Introduction: There is an increased burden of breast cancer in both developed and developing countries including India. Globally, over one million breast cancer cases are diagnosed annually. Inadequate knowledge about breast cancer is documented as an important factor in preventing women visiting screening facilities, engaging in BSE, and delayed treatment, and thus contributes to the high morbidity and mortality rates. Method: Evaluation study was conducted to assess the effectiveness of the awareness programme on knowledge regarding breast cancer and practice on breast self-examination (BSE) among 3015 rural women in Chittoor dist, Andhra Pradesh though providing health education on breast cancer and skill training on BSE. Result: Women had adequate knowledge on breast cancer (Mean ± SD=8.04 ± 1.62) and very good practice on BSE (Mean ± SD= 15.21±1.98). Conclusion: Conducting awareness programme for women will help rural women to go for screen and that could prevent increasing incident of mortality and morbidity rate.

 

KEYWORDS: Breast cancer, Breast self-examination, awareness programme, and rural women.

 

 

 

INTRODUCTION:

Breast cancer is one of the 2nd leading diseases for death among all cancer in women.it is one of the global focused concern1. There is an increased burden of breast cancer in both developed and developing countries including India. Globally, over one million breast cancer cases are diagnosed annually. This amount to a total 411,000 deaths from breast cancer accounting for 14% of female cancer deaths worldwide. It is estimated that about half (60%) of breast cancer deaths occur in economically developing countries.

 

Genetics factors, poverty and inaccessibility for quality treatment, inadequate awareness and knowledge of the disease is leading cause for the increased incident of the breast cancer. Breast cancer is invasive and aggressive disease associated with poor prognosis.
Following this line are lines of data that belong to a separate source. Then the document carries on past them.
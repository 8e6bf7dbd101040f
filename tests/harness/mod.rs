#![allow(dead_code)]

pub mod recording_notifier;
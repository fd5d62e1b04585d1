//! NØNOS Manifest Error Taxonomy
//!
//! Every failure is local and deterministic: a malformed fact, a corrupted or
//! truncated buffer, a format identity mismatch, or bad key material. None of
//! them are retryable, so callers only need to report them.

/// Errors produced while building, parsing, signing or verifying a manifest.
#[derive(Debug, Clone, PartialEq, Eq, thiserror::Error)]
pub enum ManifestError {
    #[error("invalid field `{0}`: missing or malformed")]
    InvalidField(&'static str),

    #[error("value for tag 0x{tag:04x} is {len} bytes, exceeds the 16-bit length field")]
    OversizeValue { tag: u16, len: usize },

    #[error("field `{field}` must be {expected} bytes, record declares {actual}")]
    LengthMismatch {
        field: &'static str,
        expected: usize,
        actual: usize,
    },

    #[error("field `{field}` holds illegal value 0x{value:02x}")]
    InvalidValue { field: &'static str, value: u8 },

    #[error("truncated input at offset {offset}: need {needed} bytes, {remaining} remain")]
    TruncatedInput {
        offset: usize,
        needed: usize,
        remaining: usize,
    },

    #[error("truncated record 0x{tag:04x} at offset {offset}: declares {declared} bytes, {remaining} remain")]
    TruncatedRecord {
        tag: u16,
        offset: usize,
        declared: usize,
        remaining: usize,
    },

    #[error("{remaining} dangling bytes at offset {offset} after the last record")]
    TrailingGarbage { offset: usize, remaining: usize },

    #[error("bad magic {0:02x?}")]
    BadMagic([u8; 4]),

    #[error("unsupported manifest version {0}")]
    UnsupportedVersion(u16),

    #[error("header_len {0} is smaller than the defined header fields")]
    BadHeaderLength(u16),

    #[error("mandatory field `{0}` missing")]
    MissingField(&'static str),

    #[error("mandatory field `{0}` appears more than once")]
    DuplicateField(&'static str),

    #[error("invalid key: {0}")]
    InvalidKey(String),

    #[error("manifest signature does not verify")]
    BadSignature,

    #[error("unsupported signature algorithm {0}")]
    UnsupportedSigAlg(u16),
}

pub type Result<T> = core::result::Result<T, ManifestError>;
//! NØNOS Manifest TLV Record Layer
//!
//! Record framing (little-endian, no padding, no terminator):
//!
//! ```text
//!   +-----------+-----------+------------------+
//!   | tag (u16) | len (u16) | value (len bytes)|
//!   +-----------+-----------+------------------+
//! ```
//!
//! The stream ends where the buffer ends. Tags are an open set: unknown tags
//! are framed and yielded like any other so newer manifests still scan on
//! older parsers. Which tags are mandatory is the parser's business, checked
//! after the whole stream has been read.

use core::fmt;

use crate::codec::{ByteReader, ByteWriter};
use crate::error::{ManifestError, Result};

/// Size of the tag + length prefix of every record.
pub const RECORD_HEADER_LEN: usize = 4;

/// Largest value a single record can frame.
pub const MAX_VALUE_LEN: usize = u16::MAX as usize;

pub const BUILD_UUID_LEN: usize = 16;
pub const BRIDGE_IPV4_LEN: usize = 5;
pub const EGRESS_NAT_LEN: usize = 1;

/// Record tag. Any u16 is a valid tag; only three are interpreted.
#[derive(Clone, Copy, PartialEq, Eq, Hash, PartialOrd, Ord)]
pub struct Tag(pub u16);

impl Tag {
    /// 4 IPv4 octets followed by the prefix byte.
    pub const BRIDGE_IPV4: Tag = Tag(0x0001);
    /// Single byte, 0 or 1.
    pub const EGRESS_NAT: Tag = Tag(0x0002);
    /// 16 raw UUID bytes.
    pub const BUILD_UUID: Tag = Tag(0x0003);

    /// Tags this crate understands, in the order the builder emits them.
    pub const KNOWN: [Tag; 3] = [Tag::BUILD_UUID, Tag::BRIDGE_IPV4, Tag::EGRESS_NAT];

    pub fn name(self) -> Option<&'static str> {
        match self {
            Tag::BRIDGE_IPV4 => Some("bridge_ipv4"),
            Tag::EGRESS_NAT => Some("egress_nat"),
            Tag::BUILD_UUID => Some("build_uuid"),
            _ => None,
        }
    }

    /// Exact value width for fixed-width tags; `None` for unknown tags.
    pub fn fixed_width(self) -> Option<usize> {
        match self {
            Tag::BRIDGE_IPV4 => Some(BRIDGE_IPV4_LEN),
            Tag::EGRESS_NAT => Some(EGRESS_NAT_LEN),
            Tag::BUILD_UUID => Some(BUILD_UUID_LEN),
            _ => None,
        }
    }

    pub fn is_known(self) -> bool {
        self.name().is_some()
    }
}

impl fmt::Debug for Tag {
    fn fmt(&self, f: &mut fmt::Formatter<'_>) -> fmt::Result {
        match self.name() {
            Some(name) => write!(f, "0x{:04x}({})", self.0, name),
            None => write!(f, "0x{:04x}", self.0),
        }
    }
}

impl fmt::Display for Tag {
    fn fmt(&self, f: &mut fmt::Formatter<'_>) -> fmt::Result {
        fmt::Debug::fmt(self, f)
    }
}

fn check_width(tag: Tag, len: usize) -> Result<()> {
    if let (Some(field), Some(expected)) = (tag.name(), tag.fixed_width()) {
        if expected != len {
            return Err(ManifestError::LengthMismatch { field, expected, actual: len });
        }
    }
    Ok(())
}

/// Append one record.
pub fn encode_record(w: &mut ByteWriter, tag: Tag, value: &[u8]) -> Result<()> {
    if value.len() > MAX_VALUE_LEN {
        return Err(ManifestError::OversizeValue { tag: tag.0, len: value.len() });
    }
    check_width(tag, value.len())?;
    w.put_u16(tag.0);
    w.put_u16(value.len() as u16);
    w.put_bytes(value);
    Ok(())
}

/// A record borrowed from a manifest buffer. `offset` is where its tag sits.
#[derive(Debug, Clone, Copy, PartialEq, Eq)]
pub struct Record<'a> {
    pub tag: Tag,
    pub offset: usize,
    pub value: &'a [u8],
}

impl Record<'_> {
    pub fn to_owned(&self) -> TlvRecord {
        TlvRecord { tag: self.tag, value: self.value.to_vec() }
    }
}

/// Owned record, used to carry unknown tags through decode/re-encode.
#[derive(Debug, Clone, PartialEq, Eq)]
pub struct TlvRecord {
    pub tag: Tag,
    pub value: Vec<u8>,
}

/// Record stream from a start offset to the end of the buffer.
///
/// Yields each record in wire order. Stops for good after the first error.
pub struct Records<'a> {
    reader: ByteReader<'a>,
    done: bool,
}

impl<'a> Records<'a> {
    pub fn new(buf: &'a [u8], start: usize) -> Result<Self> {
        let mut reader = ByteReader::new(buf);
        reader.skip_to(start)?;
        Ok(Self { reader, done: false })
    }

    fn read_one(&mut self) -> Result<Record<'a>> {
        let offset = self.reader.offset();
        let remaining = self.reader.remaining();
        if remaining < RECORD_HEADER_LEN {
            return Err(ManifestError::TrailingGarbage { offset, remaining });
        }

        let tag = Tag(self.reader.get_u16()?);
        let declared = self.reader.get_u16()? as usize;
        check_width(tag, declared)?;

        let value = self.reader.get_bytes(declared).map_err(|_| ManifestError::TruncatedRecord {
            tag: tag.0,
            offset,
            declared,
            remaining: self.reader.remaining(),
        })?;

        Ok(Record { tag, offset, value })
    }
}

impl<'a> Iterator for Records<'a> {
    type Item = Result<Record<'a>>;

    fn next(&mut self) -> Option<Self::Item> {
        if self.done || self.reader.remaining() == 0 {
            return None;
        }
        let rec = self.read_one();
        if rec.is_err() {
            self.done = true;
        }
        Some(rec)
    }
}

/// Scan every record from `start` to the end of `buf`.
pub fn decode_records(buf: &[u8], start: usize) -> Result<Vec<Record<'_>>> {
    Records::new(buf, start)?.collect()
}
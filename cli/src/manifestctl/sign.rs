// cli/src/manifestctl/sign.rs  Detached Ed25519 signatures for manifest artifacts
//
// Keys are parsed before any file is touched, so bad key material always
// reports as a key error and never leaves an artifact behind.

use std::path::Path;

use colored::Colorize;
use serde_json::json;
use tracing::info;

use nonos_manifest::{ManifestSigner, ManifestVerifier};

use super::artifacts::{fingerprint, read_artifact, signature_path_for, write_artifact};
use super::CliError;

pub fn run_sign(
    privkey_hex: &str,
    manifest: &Path,
    out: Option<&Path>,
    json: bool,
) -> Result<(), CliError> {
    let signer = ManifestSigner::from_hex(privkey_hex)?;
    let sig_path = match out {
        Some(p) => p.to_path_buf(),
        None => signature_path_for(manifest)?,
    };
    if sig_path == manifest {
        return Err(CliError::Usage("signature would overwrite the manifest".into()));
    }

    let bytes = read_artifact(manifest)?;
    let sig = signer.sign(&bytes);
    write_artifact(&sig_path, &sig)?;
    info!(manifest = %manifest.display(), signature = %sig_path.display(), "manifest signed");

    if json {
        let report = json!({
            "manifest": manifest.display().to_string(),
            "signature": sig_path.display().to_string(),
            "sha256": fingerprint(&bytes),
            "public_key": hex::encode(signer.public_key()),
        });
        println!("{}", report);
    } else {
        println!(
            "{} {} -> {} (pubkey {})",
            "[sign]".cyan(),
            manifest.display(),
            sig_path.display(),
            hex::encode(signer.public_key())
        );
    }
    Ok(())
}

pub fn run_verify(
    pubkey_hex: &str,
    manifest: &Path,
    signature: Option<&Path>,
    json: bool,
) -> Result<(), CliError> {
    let verifier = ManifestVerifier::from_hex(pubkey_hex)?;
    let sig_path = match signature {
        Some(p) => p.to_path_buf(),
        None => signature_path_for(manifest)?,
    };

    let bytes = read_artifact(manifest)?;
    let sig = read_artifact(&sig_path)?;
    let valid = verifier.verify(&bytes, &sig);

    if json {
        let report = json!({
            "manifest": manifest.display().to_string(),
            "signature": sig_path.display().to_string(),
            "valid": valid,
        });
        println!("{}", report);
    } else if valid {
        println!("{} '{}' verified {}", "[verify]".cyan(), manifest.display(), "OK".green().bold());
    } else {
        println!("{} '{}' integrity {}", "[verify]".cyan(), manifest.display(), "FAILED".red().bold());
    }

    if valid {
        Ok(())
    } else {
        Err(CliError::Verification(manifest.to_path_buf()))
    }
}
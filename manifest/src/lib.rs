//! NØNOS Provisioning Manifest
//!
//! A small signed record handed from the build host to the device at first
//! boot: build identifier, bridge IPv4 address/prefix and the egress-NAT
//! flag, packed as a fixed header followed by TLV records and authenticated
//! by a detached Ed25519 signature over the exact bytes.
//!
//! ```text
//!   fact sheet --source--> RawFacts --build--> manifest.tlv --sign--> manifest.sig
//!   manifest.tlv + manifest.sig --authenticate--> Manifest
//! ```
//!
//! Every operation is a pure function of its inputs; nothing here keeps
//! state between calls.

pub mod builder;
pub mod codec;
pub mod error;
pub mod facts;
pub mod header;
pub mod parser;
pub mod sig;
pub mod source;
pub mod tlv;

pub use builder::{build, encode, MANIFEST_LEN};
pub use error::{ManifestError, Result};
pub use facts::{BridgeConfig, ManifestFacts, RawFacts};
pub use header::{ManifestHeader, SigAlgo, FORMAT_VERSION, HEADER_LEN, MANIFEST_MAGIC};
pub use parser::{decode, parse, Manifest};
pub use sig::{authenticate, sign, verify, ManifestSigner, ManifestVerifier, SIGNATURE_LEN};
pub use source::{parse_fact_sheet, read_fact_sheet};
pub use tlv::{Tag, TlvRecord};

#[cfg(test)]
mod tests {
    use super::*;

    fn assert_send_sync<T: Send + Sync>() {}

    #[test]
    fn shareable_across_threads() {
        assert_send_sync::<Manifest>();
        assert_send_sync::<ManifestSigner>();
        assert_send_sync::<ManifestVerifier>();
        assert_send_sync::<ManifestError>();
    }

    #[test]
    fn parallel_builds_agree() {
        let raw = RawFacts {
            build_uuid: Some(vec![0x11; 16]),
            bridge_ipv4: Some(vec![192, 168, 0, 1]),
            prefix: Some(24),
            egress_nat: false,
        };
        let expected = build(&raw).unwrap();
        let handles: Vec<_> = (0..4)
            .map(|_| {
                let raw = raw.clone();
                std::thread::spawn(move || build(&raw).unwrap())
            })
            .collect();
        for h in handles {
            assert_eq!(h.join().unwrap(), expected);
        }
    }
}
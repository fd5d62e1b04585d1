// cli/src/manifestctl/logging.rs  tracing setup
// Logs go to stderr so stdout stays clean for --json.

use tracing_subscriber::EnvFilter;

use super::config::LogConfig;

/// RUST_LOG wins, then -v, then the configured level.
pub fn init(cfg: &LogConfig, verbose: u8) {
    let level = match verbose {
        0 => cfg.level.as_str(),
        1 => "debug",
        _ => "trace",
    };
    let filter = EnvFilter::try_from_default_env().unwrap_or_else(|_| EnvFilter::new(level));

    let _ = tracing_subscriber::fmt()
        .with_env_filter(filter)
        .with_writer(std::io::stderr)
        .with_target(false)
        .try_init();
}
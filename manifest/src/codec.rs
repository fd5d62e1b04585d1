//! NØNOS Manifest Field Codec
//!
//! Fixed-width little-endian integers and known-length byte blobs. Header and
//! TLV framing both go through here; nothing in the crate reads or writes
//! integers in host byte order.

use crate::error::{ManifestError, Result};

/// Append the low `width` bytes of `value`, least significant first.
///
/// `width` must be 1, 2, 4 or 8 and `value` must fit in it.
pub fn put_le(out: &mut Vec<u8>, value: u64, width: usize) {
    debug_assert!(matches!(width, 1 | 2 | 4 | 8));
    debug_assert!(width == 8 || value >> (width * 8) == 0);
    out.extend_from_slice(&value.to_le_bytes()[..width]);
}

/// Decode a `width`-byte little-endian integer from the front of `bytes`.
pub fn get_le(bytes: &[u8], width: usize) -> Result<u64> {
    debug_assert!(matches!(width, 1 | 2 | 4 | 8));
    if bytes.len() < width {
        return Err(ManifestError::TruncatedInput {
            offset: 0,
            needed: width,
            remaining: bytes.len(),
        });
    }
    let mut raw = [0u8; 8];
    raw[..width].copy_from_slice(&bytes[..width]);
    Ok(u64::from_le_bytes(raw))
}

/// Append-only encoder.
#[derive(Debug, Default)]
pub struct ByteWriter {
    buf: Vec<u8>,
}

impl ByteWriter {
    pub fn with_capacity(cap: usize) -> Self {
        Self { buf: Vec::with_capacity(cap) }
    }

    #[inline]
    pub fn put_u8(&mut self, v: u8) {
        put_le(&mut self.buf, v.into(), 1);
    }

    #[inline]
    pub fn put_u16(&mut self, v: u16) {
        put_le(&mut self.buf, v.into(), 2);
    }

    #[inline]
    pub fn put_u32(&mut self, v: u32) {
        put_le(&mut self.buf, v.into(), 4);
    }

    #[inline]
    pub fn put_bytes(&mut self, b: &[u8]) {
        self.buf.extend_from_slice(b);
    }

    pub fn len(&self) -> usize {
        self.buf.len()
    }

    pub fn is_empty(&self) -> bool {
        self.buf.is_empty()
    }

    pub fn into_bytes(self) -> Vec<u8> {
        self.buf
    }
}

/// Bounds-checked cursor over a borrowed buffer. Offsets in errors are
/// absolute positions in that buffer.
#[derive(Debug, Clone)]
pub struct ByteReader<'a> {
    buf: &'a [u8],
    pos: usize,
}

impl<'a> ByteReader<'a> {
    pub fn new(buf: &'a [u8]) -> Self {
        Self { buf, pos: 0 }
    }

    #[inline]
    pub fn offset(&self) -> usize {
        self.pos
    }

    #[inline]
    pub fn remaining(&self) -> usize {
        self.buf.len() - self.pos
    }

    /// Borrow the next `n` bytes and advance past them.
    pub fn get_bytes(&mut self, n: usize) -> Result<&'a [u8]> {
        if self.remaining() < n {
            return Err(ManifestError::TruncatedInput {
                offset: self.pos,
                needed: n,
                remaining: self.remaining(),
            });
        }
        let out = &self.buf[self.pos..self.pos + n];
        self.pos += n;
        Ok(out)
    }

    /// Read exactly `N` bytes into an array.
    pub fn get_array<const N: usize>(&mut self) -> Result<[u8; N]> {
        let mut out = [0u8; N];
        out.copy_from_slice(self.get_bytes(N)?);
        Ok(out)
    }

    fn get_uint(&mut self, width: usize) -> Result<u64> {
        let at = self.pos;
        let bytes = self.get_bytes(width)?;
        get_le(bytes, width).map_err(|_| ManifestError::TruncatedInput {
            offset: at,
            needed: width,
            remaining: bytes.len(),
        })
    }

    pub fn get_u8(&mut self) -> Result<u8> {
        Ok(self.get_uint(1)? as u8)
    }

    pub fn get_u16(&mut self) -> Result<u16> {
        Ok(self.get_uint(2)? as u16)
    }

    pub fn get_u32(&mut self) -> Result<u32> {
        Ok(self.get_uint(4)? as u32)
    }

    /// Move the cursor forward to absolute offset `to`.
    pub fn skip_to(&mut self, to: usize) -> Result<()> {
        if to < self.pos {
            return Ok(());
        }
        self.get_bytes(to - self.pos).map(|_| ())
    }
}
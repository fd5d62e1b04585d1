// cli/src/manifestctl/inspect.rs  Decode a manifest for humans or tooling

use std::path::Path;

use colored::Colorize;
use serde_json::{json, Value};
use uuid::Uuid;

use nonos_manifest::{decode, Manifest, SigAlgo};

use super::artifacts::{fingerprint, read_artifact};
use super::CliError;

pub fn run(path: &Path, json: bool) -> Result<(), CliError> {
    let bytes = read_artifact(path)?;
    let manifest = decode(&bytes)?;

    if json {
        let mut report = to_json(&manifest);
        report["manifest"] = json!(path.display().to_string());
        report["len"] = json!(bytes.len());
        report["sha256"] = json!(fingerprint(&bytes));
        println!("{}", serde_json::to_string_pretty(&report).unwrap_or_default());
        return Ok(());
    }

    let h = &manifest.header;
    let f = &manifest.facts;
    println!("{} {} ({} bytes)", "[inspect]".cyan(), path.display(), bytes.len());
    println!(" - sha256: {}", fingerprint(&bytes));
    println!(
        " - header: version {} | sig_alg {} ({}) | header_len {} | reserved 0x{:04x}",
        h.version,
        h.sig_alg,
        sig_alg_name(h.sig_algo()),
        h.header_len,
        h.reserved
    );
    println!(" - build_uuid: {}", Uuid::from_bytes(f.build_uuid).hyphenated());
    println!(" - bridge_ipv4: {}", f.bridge);
    println!(" - egress_nat: {}", f.egress_nat);
    for rec in &manifest.unknown {
        println!("   [unknown] tag {} ({} bytes) {}", rec.tag, rec.value.len(), hex::encode(&rec.value));
    }
    Ok(())
}

fn sig_alg_name(alg: SigAlgo) -> &'static str {
    match alg {
        SigAlgo::Ed25519 => "ed25519",
        SigAlgo::Unknown(_) => "unknown",
    }
}

fn to_json(m: &Manifest) -> Value {
    let h = &m.header;
    let f = &m.facts;
    let unknown: Vec<Value> = m
        .unknown
        .iter()
        .map(|r| json!({ "tag": r.tag.0, "len": r.value.len(), "value": hex::encode(&r.value) }))
        .collect();
    json!({
        "header": {
            "magic": hex::encode(h.magic),
            "version": h.version,
            "sig_alg": h.sig_alg,
            "sig_alg_name": sig_alg_name(h.sig_algo()),
            "header_len": h.header_len,
            "reserved": h.reserved,
        },
        "facts": {
            "build_uuid": Uuid::from_bytes(f.build_uuid).hyphenated().to_string(),
            "bridge_ipv4": f.bridge.addr.to_string(),
            "prefix": f.bridge.prefix,
            "egress_nat": f.egress_nat,
        },
        "unknown": unknown,
    })
}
Inadequate knowledge about breast cancer is documented as an important factor in preventing women visiting screening facilities, engaging in BSE, and delayed treatment, and thus contributes to the high morbidity and mortality rates1.

 

Breast cancer accounted for almost 25% of all cancers in women globally in 2012. Although breast cancer is the most prevalent cancer in India, there is no organized national breast cancer screening programme.2 A recent study of breast cancer risk in India revealed that 1 in 28 women develop breast cancer during their lifetime.1 An increasing trend in incidence is reported from various registries of national cancer registry project and now India is a country with largest estimated number of breast cancer deaths worldwide. In India the incidence/mortality ratio is 0.48 compared with 0.25 in North America.3

 

Breast cancer patients do not tend to survive for a longer time if the cancer is detected at a late stage because the tumor size at the time of diagnosis has a significant impact on survival rate even with effective treatment. The reasons for late detection of breast cancer includes low awareness, presence of stigma, fear about pain during screening and fear about the disease, gender inequity, lack of screening test and infrastructure, low literacy, low-income level and cultural taboos that make Indian women embarrassed to talk about their bodily problems leads to late detection of disease and death.. One potentially important strategy in reducing breast cancer mortality is the use of screening methods such as BSE, clinical breast examination, and mammography for early detection. Early detection helps in the treatment before metastasis and associated with excellent prognosis. Breast cancer screening was found to reduce the risk of mortality by 20%. Despite the presence of various screening methods, majority of breast cancer cases are detected by women themselves, stressing the importance of BSE. 4

 

Regular practice of breast self- examination is the corner stone of the fight against breast cancer.3. BSE is considered to be a simple, inexpensive, quick, noninvasive, nonhazardous intervention. This could be a useful measure for early identification of breast cancer in resource-poor countries where accessibility to better screening methods is less. The sensitivity of the test was found to be 78%.5

 

 Furthermore, many studies have shown that most breast tumours are self- discovered and that the majority of the early self-discoveries were by women who regularly practice BSE. BSE is still recommended as a general approach to increasing breast health awareness and thus potentially allow for early detection of any anomalies. Therefore, BSE become particularly important and appropriate. Reaching out to the rural women at the grassroots levels will help in early detection of breast changes.5 Raising awareness may also empower women to follow healthy behaviors and health promotion activities. Health motivation and improving confidence are two important factors which improve preventive health behaviors. 6 Keeping this background as reason the present study was undertaken to empower rural women with informational booklet on breast cancer and skill training on breast self-examination and to evaluate the effectiveness of the empowerment programme.

 

 

AIM:

To evaluate the effectiveness of awareness programme with health education on breast cancer and skill training on breast self-examination among rural women in Chittoor Dist Andhra Pradesh.

 

ASSUMPTIONS:

·       Health education on breast cancer will improve the level of knowledge among rural women regarding breast cancer.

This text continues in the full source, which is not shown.